Popular ride-hailing app Uber is expanding into new territory as it tested delivering flu-shots on demand. As part of its UberHEALTH project, the company started dispatching flu-shots with its fleet of Uber drivers in 35 cities – including New York, Chicago, and Boston – for 4 hours on Thursday, when “UberHEALTH” was listed as one of the options at the bottom of the Uber app. It offered Uber users a chance to get a wellness pack for $10, and a registered nurse will come along to give flu shots to up to 10 people. The wellness pack included several trinkets, such as a water bottle and hand sanitizer. Earlier this week, Uber announced a new partnership with Practo, an app that lets users in India and some Southeastern Asian markets book medical appointments and request an Uber to travel to them.
What Brands Need To Do
This is not the first time someone has tried to revolutionize the healthcare industry with an on-demand model. Pager, for example, is a mobile-based healthcare service connecting patients with healthcare professionals on demand.

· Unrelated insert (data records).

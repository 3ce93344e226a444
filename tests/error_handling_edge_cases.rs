//! Error conditions, edge cases and boundary conditions of the upload pipeline

mod common;

use bg_eraser::{
    BgEraserError, Bucket, EraserConfig, ErrorKind, MediaCodec, PipelineStage, RemovalStrategy,
    UploadProcessor, UploadRequest,
};
use common::{files_in, png_fixture, ScriptedBackend};
use tempfile::TempDir;

fn processor_with(temp: &TempDir, backend: ScriptedBackend) -> UploadProcessor {
    let config = EraserConfig::builder()
        .storage_root(temp.path())
        .build()
        .unwrap();
    UploadProcessor::with_backend(config, Box::new(backend))
}

#[test]
fn test_config_validation_edge_cases() {
    // Builder clamps out-of-range values
    let config = EraserConfig::builder()
        .max_upload_bytes(u64::MAX)
        .timeout_secs(0)
        .build()
        .unwrap();
    assert_eq!(config.validation.max_upload_bytes, 100 * 1024 * 1024);
    assert_eq!(config.removal.timeout_secs, 1);

    // Manual construction is validated explicitly
    let mut config = EraserConfig::default();
    config.validation.max_upload_bytes = 0;
    assert!(config.validate().is_err());

    let mut config = EraserConfig::default();
    config.validation.accepted_mime_types.clear();
    assert!(config.validate().is_err());

    let mut config = EraserConfig::default();
    config.removal.endpoint = "ftp://example.com/remove".to_string();
    let err = config.validate().unwrap_err();
    assert_eq!(err.kind(), ErrorKind::UnexpectedError);

    // The endpoint is only checked for the strategy that uses it
    let mut config = EraserConfig::default();
    config.removal.strategy = RemovalStrategy::GenerativeModel;
    config.removal.endpoint = "not a url".to_string();
    assert!(config.validate().is_ok());
}

#[test]
fn test_generative_strategy_requires_api_key() {
    let temp = TempDir::new().unwrap();
    let config = EraserConfig::builder()
        .storage_root(temp.path())
        .strategy(RemovalStrategy::GenerativeModel)
        .api_key(None)
        .build()
        .unwrap();

    let err = UploadProcessor::new(config).unwrap_err();
    assert!(err.to_string().contains("API key"));
}

#[tokio::test]
async fn test_missing_and_empty_uploads() {
    let temp = TempDir::new().unwrap();
    let processor = processor_with(&temp, ScriptedBackend::png());

    let outcome = processor.process_upload(None).await;
    assert_eq!(outcome.error_kind(), Some(ErrorKind::MissingFile));
    assert_eq!(outcome.error_detail(), Some("No image file provided."));
    assert_eq!(outcome.failed_at(), Some(PipelineStage::Start));

    let empty = UploadRequest::new(Vec::new(), "image/png", "empty.png");
    let outcome = processor.process_upload(Some(empty)).await;
    assert_eq!(outcome.error_kind(), Some(ErrorKind::MissingFile));

    assert!(files_in(&processor, Bucket::Input).is_empty());
}

#[tokio::test]
async fn test_size_boundary() {
    let temp = TempDir::new().unwrap();
    let config = EraserConfig::builder()
        .storage_root(temp.path())
        .max_upload_bytes(1024)
        .build()
        .unwrap();
    let processor = UploadProcessor::with_backend(config, Box::new(ScriptedBackend::png()));

    let at_limit = UploadRequest::new(vec![0u8; 1024], "image/png", "limit.png");
    let outcome = processor.process_upload(Some(at_limit)).await;
    assert!(outcome.is_success(), "{outcome:?}");

    let over = UploadRequest::new(vec![0u8; 1025], "image/png", "over.png");
    let outcome = processor.process_upload(Some(over)).await;
    assert_eq!(outcome.error_kind(), Some(ErrorKind::TooLarge));
    assert!(outcome.original_artifact().is_none());
    assert!(outcome.error_detail().unwrap().contains("1025"));
}

#[tokio::test]
async fn test_type_is_checked_before_size() {
    let temp = TempDir::new().unwrap();
    let config = EraserConfig::builder()
        .storage_root(temp.path())
        .max_upload_bytes(10)
        .build()
        .unwrap();
    let processor = UploadProcessor::with_backend(config, Box::new(ScriptedBackend::png()));

    let upload = UploadRequest::new(vec![0u8; 100], "image/gif", "big.gif");
    let outcome = processor.process_upload(Some(upload)).await;

    assert_eq!(outcome.error_kind(), Some(ErrorKind::UnsupportedType));
}

#[tokio::test]
async fn test_declared_mime_is_normalized() {
    let temp = TempDir::new().unwrap();
    let processor = processor_with(&temp, ScriptedBackend::png());

    for declared in ["IMAGE/PNG", "image/png; charset=binary", " image/jpg "] {
        let upload = UploadRequest::new(png_fixture(), declared, "photo");
        let outcome = processor.process_upload(Some(upload)).await;
        assert!(outcome.is_success(), "{declared}: {outcome:?}");
    }

    for declared in ["", "image", "image/webp", "text/plain"] {
        let upload = UploadRequest::new(png_fixture(), declared, "photo.png");
        let outcome = processor.process_upload(Some(upload)).await;
        assert_eq!(
            outcome.error_kind(),
            Some(ErrorKind::UnsupportedType),
            "{declared}"
        );
    }
}

#[tokio::test]
async fn test_content_verification() {
    let temp = TempDir::new().unwrap();
    let config = EraserConfig::builder()
        .storage_root(temp.path())
        .verify_content(true)
        .build()
        .unwrap();
    let processor = UploadProcessor::with_backend(config, Box::new(ScriptedBackend::png()));

    let disguised = UploadRequest::new(b"%PDF-1.4 not an image".to_vec(), "image/png", "x.png");
    let outcome = processor.process_upload(Some(disguised)).await;
    assert_eq!(outcome.error_kind(), Some(ErrorKind::UnsupportedType));

    let genuine = UploadRequest::new(png_fixture(), "image/png", "x.png");
    let outcome = processor.process_upload(Some(genuine)).await;
    assert!(outcome.is_success(), "{outcome:?}");
}

#[tokio::test]
async fn test_backend_panic_is_contained() {
    let temp = TempDir::new().unwrap();
    let processor = processor_with(&temp, ScriptedBackend::Panics("backend blew up"));

    let outcome = processor
        .process_upload(Some(UploadRequest::new(png_fixture(), "image/png", "a.png")))
        .await;

    assert_eq!(outcome.error_kind(), Some(ErrorKind::UnexpectedError));
    assert!(outcome.error_detail().unwrap().contains("backend blew up"));
    assert!(outcome.original_artifact().is_some());

    // The processor stays usable after a panic
    let outcome = processor.process_upload(None).await;
    assert_eq!(outcome.error_kind(), Some(ErrorKind::MissingFile));
}

#[tokio::test]
async fn test_backend_errors_keep_original() {
    let cases: [(fn() -> BgEraserError, ErrorKind); 4] = [
        (|| BgEraserError::transport("connection reset"), ErrorKind::TransportError),
        (
            || BgEraserError::malformed_response("not json"),
            ErrorKind::MalformedResponse,
        ),
        (
            || BgEraserError::empty_result("No processed image URL was returned."),
            ErrorKind::EmptyResult,
        ),
        (|| BgEraserError::remote_status(503, "busy"), ErrorKind::RemoteStatusError),
    ];

    for (make_error, kind) in cases {
        let temp = TempDir::new().unwrap();
        let processor = processor_with(&temp, ScriptedBackend::Fails(make_error));

        let outcome = processor
            .process_upload(Some(UploadRequest::new(png_fixture(), "image/png", "a.png")))
            .await;

        assert_eq!(outcome.error_kind(), Some(kind));
        assert!(outcome.is_partial_success());
        assert!(outcome.processed_artifact().is_none());
        assert_eq!(files_in(&processor, Bucket::Input).len(), 1);
        assert!(files_in(&processor, Bucket::Output).is_empty());
    }
}

#[tokio::test]
async fn test_long_remote_bodies_are_truncated() {
    let temp = TempDir::new().unwrap();
    let processor = processor_with(
        &temp,
        ScriptedBackend::Fails(|| BgEraserError::remote_status(500, &"x".repeat(10_000))),
    );

    let outcome = processor
        .process_upload(Some(UploadRequest::new(png_fixture(), "image/png", "a.png")))
        .await;

    assert!(outcome.error_detail().unwrap().chars().count() <= 500);
}

#[tokio::test]
async fn test_undecodable_backend_result() {
    let temp = TempDir::new().unwrap();
    let bad = bg_eraser::EncodedImage {
        mime_type: "image/png".to_string(),
        base64_payload: "%%%".to_string(),
    };
    let processor = processor_with(&temp, ScriptedBackend::Returns(bad));

    let outcome = processor
        .process_upload(Some(UploadRequest::new(png_fixture(), "image/png", "a.png")))
        .await;

    assert_eq!(outcome.error_kind(), Some(ErrorKind::MalformedEncoding));
    assert_eq!(outcome.failed_at(), Some(PipelineStage::RemovalCompleted));
    assert!(outcome.original_artifact().is_some());
}

#[tokio::test]
async fn test_storage_root_is_a_file() {
    let temp = TempDir::new().unwrap();
    let blocker = temp.path().join("not-a-dir");
    std::fs::write(&blocker, b"occupied").unwrap();
    let config = EraserConfig::builder().storage_root(&blocker).build().unwrap();
    let processor = UploadProcessor::with_backend(config, Box::new(ScriptedBackend::png()));

    let outcome = processor
        .process_upload(Some(UploadRequest::new(png_fixture(), "image/png", "a.png")))
        .await;

    assert_eq!(outcome.error_kind(), Some(ErrorKind::StorageWriteFailed));
    assert!(outcome.original_artifact().is_none());
    assert!(outcome.status_message().is_none());
}

#[test]
fn test_data_uri_edge_cases() {
    let decoded = MediaCodec::decode_data_uri("data:image/png;base64,aGk=").unwrap();
    assert_eq!(decoded.bytes, b"hi");
    assert_eq!(decoded.mime_type, "image/png");

    // Unknown MIME falls back to octet-stream
    let decoded = MediaCodec::decode_data_uri("data:;base64,aGk=").unwrap();
    assert_eq!(decoded.mime_type, "application/octet-stream");

    for bad in ["data:image/png;base64", "a,b,c", "data:image/png,aGk=", "data:image/png;base64,@@"] {
        let err = MediaCodec::decode_data_uri(bad).unwrap_err();
        assert_eq!(err.kind(), ErrorKind::MalformedEncoding, "{bad}");
    }
}

#[test]
fn test_error_kind_status_mapping() {
    assert_eq!(ErrorKind::MissingFile.http_status(), 400);
    assert_eq!(ErrorKind::UnsupportedType.http_status(), 400);
    assert_eq!(ErrorKind::TooLarge.http_status(), 413);
    assert_eq!(ErrorKind::RemoteStatusError.http_status(), 502);
    assert_eq!(ErrorKind::StorageWriteFailed.http_status(), 500);
    assert!(ErrorKind::TooLarge.is_rejection());
    assert!(!ErrorKind::EmptyResult.is_rejection());
}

Launched in New York City in May, 2014, the startup recently expanded its service to San Francisco and inked a deal with Walgreens to reach more patients through Walgreen’s website. As more and more services become available through on-demand platforms, healthcare and pharmaceutical brands should consider moving into the space to make their services and products more easily accessible and readily available, through either developing their own on-demand services or partnering with existing services.